Nicky Spence, Sally Matthews et CaroleWilson dans JENUFA de Leoš Janácek, direction musicale Ludovic Morlot, mise en scène et décors Alvis Hermanis, La Monnaie, 2014. Photo Karl Forster / La Monnaie.
Article publié pour le numéro
Couverture du numéro 120 - Les théâtres de l'émotion
120

DEUXIÈME acte de JENUFA : après des jours de fièvre puer­pérale, Jen­u­fa quitte le lit et apprend que son nou­veau-né est mort. Sa réac­tion est inat­ten­due : « Donc, il est mort. Donc il est devenu un petit ange. » Et elle chante ses phras­es calme­ment, dans un étrange éton­nement, comme paralysée, sans cris, sans gestes. La courbe mélodique remonte plusieurs fois pour immé­di­ate­ment retomber comme si elle aus­si était frap­pée de paralysie ; elle est belle, elle est émou­vante, sans pour autant cess­er d’être exacte.
Milan Kun­dera , Les Tes­ta­ments trahis (1993)

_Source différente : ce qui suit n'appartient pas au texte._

//! Metrics collection and exposition.
//!
//! # Metrics
//! - `guard_calls_total` (counter): protected calls by outcome
//! - `guard_rate_limited_total` (counter): rejected acquisitions by scope
//! - `guard_circuit_state` (gauge): 0=closed, 1=open, 2=half_open, by name
//! - `guard_circuit_opened_total` (counter): trips by breaker name
//! - `guard_quota_errors_total` (counter): remote quota errors by scope
//! - `guard_credential_rotations_total` (counter)
//! - `guard_credentials_revoked_total` (counter)
//! - `guard_cache_requests_total` (counter): lookups by result
//! - `guard_cache_size` (gauge): live cache entries

use std::net::SocketAddr;

use metrics::{counter, describe_counter, describe_gauge, gauge};
use metrics_exporter_prometheus::PrometheusBuilder;

use crate::resilience::CircuitState;

/// Start the Prometheus exporter on `addr`.
pub fn init_metrics(addr: SocketAddr) {
    match PrometheusBuilder::new().with_http_listener(addr).install() {
        Ok(()) => {
            describe_metrics();
            tracing::info!(address = %addr, "Prometheus exporter listening");
        }
        Err(e) => {
            tracing::error!(error = %e, "Failed to install Prometheus exporter");
        }
    }
}

fn describe_metrics() {
    describe_counter!("guard_calls_total", "Protected calls by outcome");
    describe_counter!("guard_rate_limited_total", "Rate limit rejections by scope");
    describe_gauge!("guard_circuit_state", "Circuit state (0=closed, 1=open, 2=half_open)");
    describe_counter!("guard_circuit_opened_total", "Times a circuit opened");
    describe_counter!("guard_quota_errors_total", "Remote quota errors by scope");
    describe_counter!("guard_credential_rotations_total", "Credential rotations");
    describe_counter!("guard_credentials_revoked_total", "Credentials revoked as compromised");
    describe_counter!("guard_cache_requests_total", "Cache lookups by result");
    describe_gauge!("guard_cache_size", "Live cache entries");
}

/// Outcome label for `guard_calls_total`.
#[derive(Debug, Clone, Copy, PartialEq, Eq)]
pub enum CallOutcome {
    Success,
    CacheHit,
    RateLimited,
    CircuitOpen,
    Exhausted,
    Failed,
}

impl CallOutcome {
    fn as_str(self) -> &'static str {
        match self {
            Self::Success => "success",
            Self::CacheHit => "cache_hit",
            Self::RateLimited => "rate_limited",
            Self::CircuitOpen => "circuit_open",
            Self::Exhausted => "exhausted",
            Self::Failed => "failed",
        }
    }
}

pub fn record_call(outcome: CallOutcome) {
    counter!("guard_calls_total", "outcome" => outcome.as_str()).increment(1);
}

pub fn record_rate_limited(scope: &str) {
    counter!("guard_rate_limited_total", "scope" => scope.to_string()).increment(1);
}

pub fn record_circuit_state(name: &str, state: CircuitState) {
    let value = match state {
        CircuitState::Closed => 0.0,
        CircuitState::Open => 1.0,
        CircuitState::HalfOpen => 2.0,
    };
    gauge!("guard_circuit_state", "name" => name.to_string()).set(value);
}

pub fn record_circuit_opened(name: &str) {
    counter!("guard_circuit_opened_total", "name" => name.to_string()).increment(1);
}

pub fn record_quota_error(scope: &str) {
    counter!("guard_quota_errors_total", "scope" => scope.to_string()).increment(1);
}

pub fn record_credential_rotation() {
    counter!("guard_credential_rotations_total").increment(1);
}

pub fn record_credential_revoked() {
    counter!("guard_credentials_revoked_total").increment(1);
}

pub fn record_cache_lookup(hit: bool) {
    let result = if hit { "hit" } else { "miss" };
    counter!("guard_cache_requests_total", "result" => result).increment(1);
}

pub fn record_cache_size(size: usize) {
    gauge!("guard_cache_size").set(size as f64);
}
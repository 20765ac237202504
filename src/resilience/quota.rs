//! Quota pressure tracking.
//!
//! Counts successful downstream calls against the scope's daily quota and
//! remembers recent quota errors reported by the remote side. A scope is
//! considered exhausted when daily usage crosses a threshold or when quota
//! errors arrive in a burst.

use std::collections::VecDeque;
use std::sync::Arc;
use std::time::{Duration, Instant};

use parking_lot::Mutex;
use serde::Serialize;

use crate::clock::{self, Clock};
use crate::observability::metrics;

/// How many recent quota errors are remembered.
const RECENT_ERRORS_CAP: usize = 100;
/// Span over which quota errors count as a burst.
const ERROR_BURST_WINDOW: Duration = Duration::from_secs(60);
/// Quota errors within the burst window that mark the scope exhausted.
const ERROR_BURST_LIMIT: usize = 5;
const DAY: Duration = Duration::from_secs(86_400);

/// Daily usage ratio at which a scope is reported exhausted.
pub const DEFAULT_EXHAUSTION_THRESHOLD: f64 = 0.9;

#[derive(Debug, Clone, PartialEq, Serialize)]
pub struct QuotaStats {
    pub name: String,
    pub requests_per_day: Option<u32>,
    pub day_count: u64,
    pub total_requests: u64,
    pub total_quota_errors: u64,
    /// Quota errors within the last minute.
    pub recent_errors: usize,
    pub last_error: Option<String>,
    pub last_error_secs_ago: Option<f64>,
    pub exhausted: bool,
}

#[derive(Debug)]
struct QuotaError {
    at: Instant,
    message: String,
}

#[derive(Debug)]
struct QuotaState {
    day_started: Instant,
    day_count: u64,
    total_requests: u64,
    total_quota_errors: u64,
    recent: VecDeque<QuotaError>,
}

impl QuotaState {
    fn roll_day(&mut self, now: Instant) {
        if now.saturating_duration_since(self.day_started) > DAY {
            self.day_started = now;
            self.day_count = 0;
        }
    }

    fn recent_errors(&self, now: Instant) -> usize {
        self.recent
            .iter()
            .filter(|e| now.saturating_duration_since(e.at) < ERROR_BURST_WINDOW)
            .count()
    }

    fn exhausted(&self, requests_per_day: Option<u32>, threshold: f64, now: Instant) -> bool {
        let over_daily = requests_per_day
            .filter(|limit| *limit > 0)
            .is_some_and(|limit| self.day_count as f64 / limit as f64 >= threshold);
        over_daily || self.recent_errors(now) >= ERROR_BURST_LIMIT
    }
}

/// Per-scope record of daily usage and remote quota errors.
#[derive(Debug)]
pub struct QuotaTracker {
    name: String,
    requests_per_day: Option<u32>,
    state: Mutex<QuotaState>,
    clock: Arc<dyn Clock>,
}

impl QuotaTracker {
    pub fn new(name: impl Into<String>, requests_per_day: Option<u32>) -> Self {
        Self::with_clock(name, requests_per_day, clock::system())
    }

    pub fn with_clock(name: impl Into<String>, requests_per_day: Option<u32>, clock: Arc<dyn Clock>) -> Self {
        let now = clock.now();
        Self {
            name: name.into(),
            requests_per_day,
            state: Mutex::new(QuotaState {
                day_started: now,
                day_count: 0,
                total_requests: 0,
                total_quota_errors: 0,
                recent: VecDeque::new(),
            }),
            clock,
        }
    }

    pub fn name(&self) -> &str {
        &self.name
    }

    pub fn record_success(&self) {
        let mut state = self.state.lock();
        state.roll_day(self.clock.now());
        state.total_requests += 1;
        state.day_count += 1;
    }

    pub fn record_quota_error(&self, message: &str) {
        let mut state = self.state.lock();
        state.total_quota_errors += 1;
        if state.recent.len() == RECENT_ERRORS_CAP {
            state.recent.pop_front();
        }
        state.recent.push_back(QuotaError {
            at: self.clock.now(),
            message: message.to_string(),
        });
        metrics::record_quota_error(&self.name);
        tracing::warn!(
            scope = %self.name,
            count = state.total_quota_errors,
            error = message,
            "Quota error recorded"
        );
    }

    /// Daily usage at or above `threshold`, or a burst of recent quota errors.
    pub fn is_exhausted(&self, threshold: f64) -> bool {
        let mut state = self.state.lock();
        let now = self.clock.now();
        state.roll_day(now);
        state.exhausted(self.requests_per_day, threshold, now)
    }

    pub fn reset(&self) {
        let mut state = self.state.lock();
        state.day_started = self.clock.now();
        state.day_count = 0;
        state.total_requests = 0;
        state.total_quota_errors = 0;
        state.recent.clear();
        tracing::info!(scope = %self.name, "Quota tracker reset");
    }

    pub fn stats(&self) -> QuotaStats {
        let mut state = self.state.lock();
        let now = self.clock.now();
        state.roll_day(now);
        let last = state.recent.back();
        QuotaStats {
            name: self.name.clone(),
            requests_per_day: self.requests_per_day,
            day_count: state.day_count,
            total_requests: state.total_requests,
            total_quota_errors: state.total_quota_errors,
            recent_errors: state.recent_errors(now),
            last_error: last.map(|e| e.message.clone()),
            last_error_secs_ago: last.map(|e| now.saturating_duration_since(e.at).as_secs_f64()),
            exhausted: state.exhausted(self.requests_per_day, DEFAULT_EXHAUSTION_THRESHOLD, now),
        }
    }
}

#[cfg(test)]
mod tests {
    use super::*;
    use crate::clock::ManualClock;

    fn tracker(per_day: Option<u32>) -> (QuotaTracker, Arc<ManualClock>) {
        let clock = Arc::new(ManualClock::new());
        (QuotaTracker::with_clock("gemini", per_day, clock.clone()), clock)
    }

    #[test]
    fn test_daily_usage_threshold() {
        let (tracker, _clock) = tracker(Some(10));
        for _ in 0..8 {
            tracker.record_success();
        }
        assert!(!tracker.is_exhausted(0.9));
        tracker.record_success();
        assert!(tracker.is_exhausted(0.9));
        assert!(tracker.stats().exhausted);
    }

    #[test]
    fn test_day_counter_rolls_over() {
        let (tracker, clock) = tracker(Some(2));
        tracker.record_success();
        tracker.record_success();
        assert!(tracker.is_exhausted(0.9));

        clock.advance(DAY + Duration::from_secs(1));
        assert!(!tracker.is_exhausted(0.9));
        let stats = tracker.stats();
        assert_eq!(stats.day_count, 0);
        assert_eq!(stats.total_requests, 2);
    }

    #[test]
    fn test_error_burst_marks_exhausted() {
        let (tracker, clock) = tracker(None);
        for i in 0..4 {
            tracker.record_quota_error(&format!("429 #{i}"));
        }
        assert!(!tracker.is_exhausted(0.9));

        tracker.record_quota_error("429 #4");
        assert!(tracker.is_exhausted(0.9));

        clock.advance(Duration::from_secs(60));
        assert!(!tracker.is_exhausted(0.9));

        let stats = tracker.stats();
        assert_eq!(stats.total_quota_errors, 5);
        assert_eq!(stats.recent_errors, 0);
        assert_eq!(stats.last_error.as_deref(), Some("429 #4"));
        assert_eq!(stats.last_error_secs_ago, Some(60.0));
    }

    #[test]
    fn test_recent_errors_are_bounded() {
        let (tracker, _clock) = tracker(None);
        for _ in 0..150 {
            tracker.record_quota_error("quota");
        }
        let stats = tracker.stats();
        assert_eq!(stats.total_quota_errors, 150);
        assert_eq!(stats.recent_errors, RECENT_ERRORS_CAP);
    }

    #[test]
    fn test_zero_daily_limit_is_unenforced() {
        let (tracker, _clock) = tracker(Some(0));
        tracker.record_success();
        assert!(!tracker.is_exhausted(0.0));
    }

    #[test]
    fn test_reset_clears_everything() {
        let (tracker, _clock) = tracker(Some(1));
        tracker.record_success();
        tracker.record_quota_error("quota");
        tracker.reset();

        let stats = tracker.stats();
        assert_eq!(stats.total_requests, 0);
        assert_eq!(stats.total_quota_errors, 0);
        assert_eq!(stats.last_error, None);
        assert!(!stats.exhausted);
    }
}
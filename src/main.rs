//! quota-guard daemon
//!
//! Hosts the resilience control plane (credential pool, per-scope rate
//! limiters and circuit breakers, result cache) and exposes its state over
//! the admin endpoint.
//!
//! ```text
//!   caller ──▶ cache ──▶ rate limiter ──▶ credential pool ──▶ breaker ──▶ downstream
//!                                                │                 │
//!                                  rotate / revoke ◀──── classified failure
//! ```

use std::path::PathBuf;

use clap::{Parser, Subcommand};

use quota_guard::config::{load_config, GuardConfig};
use quota_guard::lifecycle::startup;
use quota_guard::observability::logging;

#[derive(Parser)]
#[command(name = "quota-guard", version)]
#[command(about = "Credential rotation, rate limiting and circuit breaking for quota-limited APIs")]
struct Cli {
    #[command(subcommand)]
    command: Commands,
}

#[derive(Subcommand)]
enum Commands {
    /// Run the control plane until SIGINT/SIGTERM
    Serve {
        #[arg(short, long, default_value = "quota-guard.toml")]
        config: PathBuf,
    },
    /// Validate a config file and print a summary
    Check {
        #[arg(short, long, default_value = "quota-guard.toml")]
        config: PathBuf,
    },
}

#[tokio::main]
async fn main() -> Result<(), Box<dyn std::error::Error>> {
    let cli = Cli::parse();

    match cli.command {
        Commands::Serve { config } => {
            let config = load_config(&config)?;
            logging::init(&config.observability);

            tracing::info!("quota-guard v{} starting", env!("CARGO_PKG_VERSION"));
            tracing::info!(
                credentials = config.credentials.keys.len(),
                failure_threshold = config.circuit_breaker.failure_threshold,
                breaker_timeout_secs = config.circuit_breaker.timeout_secs,
                cache_enabled = config.cache.enabled,
                admin_enabled = config.admin.enabled,
                "Configuration loaded"
            );

            startup::run(config).await?;
        }
        Commands::Check { config } => {
            let config = load_config(&config)?;
            print_summary(&config);
        }
    }

    Ok(())
}

fn print_summary(config: &GuardConfig) {
    let limit = |v: Option<u32>| match v.filter(|l| *l > 0) {
        Some(l) => l.to_string(),
        None => "-".to_string(),
    };

    println!("Configuration OK");
    println!("  credentials:      {}", config.credentials.keys.len());
    println!(
        "  rate limit:       {}/min {}/hour {}/day (acquire timeout {}s)",
        limit(config.rate_limit.requests_per_minute),
        limit(config.rate_limit.requests_per_hour),
        limit(config.rate_limit.requests_per_day),
        config.rate_limit.acquire_timeout_secs,
    );
    for scope in config.rate_limit.scopes.keys() {
        let tiers = config.rate_limit.tiers_for(scope);
        println!(
            "    scope {:<12}  {}/min {}/hour {}/day",
            scope,
            limit(tiers.requests_per_minute),
            limit(tiers.requests_per_hour),
            limit(tiers.requests_per_day),
        );
    }
    println!(
        "  circuit breaker:  threshold {}, timeout {}s, {} half-open probes",
        config.circuit_breaker.failure_threshold,
        config.circuit_breaker.timeout_secs,
        config.circuit_breaker.half_open_max_calls,
    );
    if config.cache.enabled {
        println!(
            "  cache:            ttl {}s, max {} entries",
            config.cache.ttl_secs, config.cache.max_size
        );
    } else {
        println!("  cache:            disabled");
    }
    println!("  retries:          {} attempts", config.retries.max_attempts);
    println!(
        "  admin:            {}",
        if config.admin.enabled { config.admin.bind_address.as_str() } else { "disabled" }
    );
}
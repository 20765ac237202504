//! Monotonic time sources.
//!
//! Every time-dependent component (rate limiter windows, breaker timeouts,
//! cache expiry) reads the time through [`Clock`] so tests can drive it by hand.

use std::fmt;
use std::sync::Arc;
use std::time::{Duration, Instant};

use parking_lot::Mutex;

/// A source of monotonic instants.
pub trait Clock: Send + Sync + fmt::Debug {
    /// Current instant.
    fn now(&self) -> Instant;
}

/// Wall-clock time backed by [`Instant::now`].
#[derive(Debug, Default, Clone, Copy)]
pub struct SystemClock;

impl Clock for SystemClock {
    fn now(&self) -> Instant {
        Instant::now()
    }
}

/// A clock that only moves when told to.
#[derive(Debug)]
pub struct ManualClock {
    base: Instant,
    offset: Mutex<Duration>,
}

impl ManualClock {
    pub fn new() -> Self {
        Self {
            base: Instant::now(),
            offset: Mutex::new(Duration::ZERO),
        }
    }

    /// Move time forward.
    pub fn advance(&self, by: Duration) {
        *self.offset.lock() += by;
    }

    /// Time elapsed since the clock was created.
    pub fn elapsed(&self) -> Duration {
        *self.offset.lock()
    }
}

impl Default for ManualClock {
    fn default() -> Self {
        Self::new()
    }
}

impl Clock for ManualClock {
    fn now(&self) -> Instant {
        self.base + *self.offset.lock()
    }
}

/// Shared handle to the default clock.
pub fn system() -> Arc<dyn Clock> {
    Arc::new(SystemClock)
}

#[cfg(test)]
mod tests {
    use super::*;

    #[test]
    fn test_manual_clock_only_moves_on_advance() {
        let clock = ManualClock::new();
        let t0 = clock.now();
        assert_eq!(clock.now(), t0);

        clock.advance(Duration::from_secs(61));
        assert_eq!(clock.now().duration_since(t0), Duration::from_secs(61));
        assert_eq!(clock.elapsed(), Duration::from_secs(61));
    }
}
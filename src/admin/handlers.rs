use axum::{extract::State, http::StatusCode, Json};
use serde::Serialize;
use serde_json::json;

use super::AdminState;
use crate::cache::CacheStats;
use crate::credentials::CredentialPoolStats;
use crate::resilience::{CircuitBreakerStats, CircuitState, QuotaStats, RateLimiterStats};

#[derive(Serialize)]
pub struct SystemStatus {
    pub version: &'static str,
    /// "operational", "degraded" (a breaker is open or a scope is near its
    /// quota) or "exhausted".
    pub status: &'static str,
    pub uptime_secs: f64,
    pub credentials_available: usize,
    pub scopes: usize,
    pub open_breakers: Vec<String>,
    pub quota_exhausted: Vec<String>,
}

/// Limiter windows alongside quota pressure for every scope.
#[derive(Serialize)]
pub struct RateLimitReport {
    pub limiters: Vec<RateLimiterStats>,
    pub quota: Vec<QuotaStats>,
}

pub async fn get_status(State(state): State<AdminState>) -> Json<SystemStatus> {
    let stats = state.plane.stats();
    let open_breakers: Vec<String> = stats
        .scopes
        .breakers
        .iter()
        .filter(|b| b.state != CircuitState::Closed)
        .map(|b| b.name.clone())
        .collect();
    let quota_exhausted: Vec<String> = stats
        .scopes
        .quota
        .iter()
        .filter(|q| q.exhausted)
        .map(|q| q.name.clone())
        .collect();

    let status = if stats.credentials.available == 0 {
        "exhausted"
    } else if !open_breakers.is_empty() || !quota_exhausted.is_empty() {
        "degraded"
    } else {
        "operational"
    };

    Json(SystemStatus {
        version: env!("CARGO_PKG_VERSION"),
        status,
        uptime_secs: stats.uptime_secs,
        credentials_available: stats.credentials.available,
        scopes: state.plane.registry().scopes().len(),
        open_breakers,
        quota_exhausted,
    })
}

pub async fn get_credentials(State(state): State<AdminState>) -> Json<CredentialPoolStats> {
    Json(state.plane.pool().stats())
}

pub async fn get_rate_limits(State(state): State<AdminState>) -> Json<RateLimitReport> {
    let stats = state.plane.registry().all_stats();
    Json(RateLimitReport {
        limiters: stats.rate_limits,
        quota: stats.quota,
    })
}

pub async fn reset_rate_limits(State(state): State<AdminState>) -> Json<serde_json::Value> {
    let reset = state.plane.registry().reset_all_limiters();
    Json(json!({ "reset": reset }))
}

pub async fn get_breakers(State(state): State<AdminState>) -> Json<Vec<CircuitBreakerStats>> {
    Json(state.plane.registry().all_stats().breakers)
}

pub async fn reset_breakers(State(state): State<AdminState>) -> Json<serde_json::Value> {
    let reset = state.plane.registry().reset_all_breakers();
    Json(json!({ "reset": reset }))
}

pub async fn get_cache(State(state): State<AdminState>) -> Result<Json<CacheStats>, StatusCode> {
    state
        .plane
        .cache()
        .map(|cache| Json(cache.stats()))
        .ok_or(StatusCode::NOT_FOUND)
}

pub async fn cleanup_cache(State(state): State<AdminState>) -> Result<Json<serde_json::Value>, StatusCode> {
    let cache = state.plane.cache().ok_or(StatusCode::NOT_FOUND)?;
    let removed = cache.cleanup_expired();
    Ok(Json(json!({ "removed": removed, "size": cache.len() })))
}
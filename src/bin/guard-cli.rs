use clap::{Parser, Subcommand};
use reqwest::header::{HeaderMap, HeaderValue, AUTHORIZATION};
use reqwest::Method;
use serde_json::Value;

#[derive(Parser)]
#[command(name = "guard-cli")]
#[command(about = "Management CLI for the quota-guard admin endpoint", long_about = None)]
struct Cli {
    #[arg(short, long, default_value = "http://localhost:8081")]
    url: String,

    /// Admin bearer token.
    #[arg(short, long, env = "QUOTA_GUARD_ADMIN_KEY")]
    key: String,

    #[command(subcommand)]
    command: Commands,
}

#[derive(Subcommand)]
enum Commands {
    /// Overall health and open breakers
    Status,
    /// Credential pool counts (never the secrets)
    Credentials,
    /// Per-scope rate limiter windows and quota pressure
    RateLimits,
    /// Per-scope circuit breaker state
    Breakers,
    /// Result cache hit/miss stats
    Cache,
    /// Force every circuit breaker closed
    ResetBreakers,
    /// Clear every rate limiter window and quota counter
    ResetRateLimits,
    /// Drop expired cache entries now
    CleanupCache,
}

impl Commands {
    fn endpoint(&self) -> (Method, &'static str) {
        match self {
            Commands::Status => (Method::GET, "/admin/status"),
            Commands::Credentials => (Method::GET, "/admin/credentials"),
            Commands::RateLimits => (Method::GET, "/admin/rate-limits"),
            Commands::Breakers => (Method::GET, "/admin/breakers"),
            Commands::Cache => (Method::GET, "/admin/cache"),
            Commands::ResetBreakers => (Method::POST, "/admin/breakers/reset"),
            Commands::ResetRateLimits => (Method::POST, "/admin/rate-limits/reset"),
            Commands::CleanupCache => (Method::POST, "/admin/cache/cleanup"),
        }
    }
}

#[tokio::main]
async fn main() -> Result<(), Box<dyn std::error::Error>> {
    let cli = Cli::parse();
    let client = reqwest::Client::new();

    let mut headers = HeaderMap::new();
    headers.insert(
        AUTHORIZATION,
        HeaderValue::from_str(&format!("Bearer {}", cli.key))?,
    );

    let (method, path) = cli.command.endpoint();
    let res = client
        .request(method, format!("{}{}", cli.url.trim_end_matches('/'), path))
        .headers(headers)
        .send()
        .await?;
    print_response(res).await
}

async fn print_response(res: reqwest::Response) -> Result<(), Box<dyn std::error::Error>> {
    let status = res.status();
    if !status.is_success() {
        eprintln!("Error: Admin API returned status {}", status);
        if let Ok(text) = res.text().await {
            if !text.is_empty() {
                eprintln!("Response: {}", text);
            }
        }
        std::process::exit(1);
    }

    let json: Value = res.json().await?;
    println!("{}", serde_json::to_string_pretty(&json)?);
    Ok(())
}
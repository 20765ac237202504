//! Resilience control plane for quota-limited, occasionally failing APIs.
//!
//! A rotating credential pool, multi-tier sliding-window rate limiters and
//! three-state circuit breakers, composed with a TTL result cache into one
//! protected-call path ([`guard::ProtectedCaller`]).

pub mod admin;
pub mod cache;
pub mod clock;
pub mod config;
pub mod credentials;
pub mod error;
pub mod guard;
pub mod lifecycle;
pub mod observability;
pub mod registry;
pub mod resilience;

pub use cache::TtlCache;
pub use clock::{Clock, ManualClock, SystemClock};
pub use config::GuardConfig;
pub use credentials::{Credential, CredentialPool};
pub use error::{DownstreamError, ErrorKind, GuardError, GuardResult};
pub use guard::{ControlPlane, Downstream, ProtectedCaller};
pub use lifecycle::Shutdown;
pub use registry::Registry;
pub use resilience::{CircuitBreaker, CircuitState, RateLimiter};
//! Observability subsystem.
//!
//! # Data Flow
//! ```text
//! credentials / resilience / cache / guard produce:
//!     → logging.rs (structured tracing events)
//!     → metrics.rs (counters and gauges)
//!
//! Consumers:
//!     → stdout (pretty or JSON)
//!     → Prometheus scrape endpoint
//! ```
//!
//! # Design Decisions
//! - Secrets never reach either sink; credentials are logged as previews
//! - Metric helpers are no-ops until a recorder is installed

pub mod logging;
pub mod metrics;
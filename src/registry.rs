//! Named rate limiters, circuit breakers and quota trackers, one set per scope.
//!
//! Scopes are created on first access from the configured defaults plus any
//! per-scope tier overrides, then live for the rest of the process.

use std::sync::Arc;

use dashmap::DashMap;
use serde::Serialize;

use crate::clock::{self, Clock};
use crate::config::{CircuitBreakerSettings, RateLimitConfig};
use crate::resilience::{
    CircuitBreaker, CircuitBreakerStats, QuotaStats, QuotaTracker, RateLimiter, RateLimiterStats,
};

/// Scope used when a caller does not name one.
pub const DEFAULT_SCOPE: &str = "default";

#[derive(Debug, Clone, Serialize)]
pub struct RegistryStats {
    pub rate_limits: Vec<RateLimiterStats>,
    pub breakers: Vec<CircuitBreakerStats>,
    pub quota: Vec<QuotaStats>,
}

#[derive(Debug)]
pub struct Registry {
    rate_limit: RateLimitConfig,
    breaker: CircuitBreakerSettings,
    limiters: DashMap<String, Arc<RateLimiter>>,
    breakers: DashMap<String, Arc<CircuitBreaker>>,
    quotas: DashMap<String, Arc<QuotaTracker>>,
    clock: Arc<dyn Clock>,
}

impl Registry {
    pub fn new(rate_limit: RateLimitConfig, breaker: CircuitBreakerSettings) -> Self {
        Self::with_clock(rate_limit, breaker, clock::system())
    }

    pub fn with_clock(
        rate_limit: RateLimitConfig,
        breaker: CircuitBreakerSettings,
        clock: Arc<dyn Clock>,
    ) -> Self {
        Self {
            rate_limit,
            breaker,
            limiters: DashMap::new(),
            breakers: DashMap::new(),
            quotas: DashMap::new(),
            clock,
        }
    }

    /// The limiter for `scope`, created on first use.
    pub fn limiter(&self, scope: &str) -> Arc<RateLimiter> {
        if let Some(existing) = self.limiters.get(scope) {
            return Arc::clone(existing.value());
        }
        let entry = self.limiters.entry(scope.to_string()).or_insert_with(|| {
            let windows = self.rate_limit.tiers_for(scope).windows();
            Arc::new(RateLimiter::with_clock(scope, windows, Arc::clone(&self.clock)))
        });
        Arc::clone(entry.value())
    }

    /// The breaker for `scope`, created on first use.
    pub fn breaker(&self, scope: &str) -> Arc<CircuitBreaker> {
        if let Some(existing) = self.breakers.get(scope) {
            return Arc::clone(existing.value());
        }
        let entry = self.breakers.entry(scope.to_string()).or_insert_with(|| {
            Arc::new(
                CircuitBreaker::new(scope, self.breaker.breaker_config())
                    .with_clock(Arc::clone(&self.clock))
                    .counting(self.breaker.counted_kinds.clone()),
            )
        });
        Arc::clone(entry.value())
    }

    /// The quota tracker for `scope`, created on first use.
    pub fn quota(&self, scope: &str) -> Arc<QuotaTracker> {
        if let Some(existing) = self.quotas.get(scope) {
            return Arc::clone(existing.value());
        }
        let entry = self.quotas.entry(scope.to_string()).or_insert_with(|| {
            let per_day = self.rate_limit.tiers_for(scope).requests_per_day;
            Arc::new(QuotaTracker::with_clock(scope, per_day, Arc::clone(&self.clock)))
        });
        Arc::clone(entry.value())
    }

    /// Force every known breaker closed. Returns how many were reset.
    pub fn reset_all_breakers(&self) -> usize {
        let mut count = 0;
        for breaker in self.breakers.iter() {
            breaker.reset();
            count += 1;
        }
        tracing::warn!(count, "All circuit breakers manually reset");
        count
    }

    /// Clear every limiter window and quota tracker. Returns how many scopes
    /// had a limiter.
    pub fn reset_all_limiters(&self) -> usize {
        let mut count = 0;
        for limiter in self.limiters.iter() {
            limiter.reset();
            count += 1;
        }
        for tracker in self.quotas.iter() {
            tracker.reset();
        }
        tracing::warn!(count, "All rate limiters manually reset");
        count
    }

    /// Names of scopes with any registered primitive.
    pub fn scopes(&self) -> Vec<String> {
        let mut names: Vec<String> = self
            .limiters
            .iter()
            .map(|e| e.key().clone())
            .chain(self.breakers.iter().map(|e| e.key().clone()))
            .chain(self.quotas.iter().map(|e| e.key().clone()))
            .collect();
        names.sort();
        names.dedup();
        names
    }

    pub fn all_stats(&self) -> RegistryStats {
        let mut rate_limits: Vec<_> = self.limiters.iter().map(|e| e.value().stats()).collect();
        rate_limits.sort_by(|a, b| a.name.cmp(&b.name));
        let mut breakers: Vec<_> = self.breakers.iter().map(|e| e.value().stats()).collect();
        breakers.sort_by(|a, b| a.name.cmp(&b.name));
        let mut quota: Vec<_> = self.quotas.iter().map(|e| e.value().stats()).collect();
        quota.sort_by(|a, b| a.name.cmp(&b.name));
        RegistryStats {
            rate_limits,
            breakers,
            quota,
        }
    }
}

Nous sommes au tour­nant du XIXe et du XXe  siè­cle lorsque Leoš Janáček com­pose son troisième opéra, JENUFA. En Europe c’est l’explosion de l’art nou­veau. Voulant mar­quer et dater sa mise en scène, Alvis Her­ma­n­is n’a pas hésité à offrir un décor et une scéno­gra­phie totale­ment baignés dans cet univers de rythmes, de couleurs et d’ornementations, inspiré de la lux­u­ri­ance de la nature, par­ti­c­ulière­ment des fleurs et des arbres.

L’opéra est le lieu rêvé pour représen­ter cette efflo­res­cence avec toute la dimen­sion poé­tique que per­me­t­tent les tech­niques du théâtre, portées ici à un degré d’excellence impres­sion­nant.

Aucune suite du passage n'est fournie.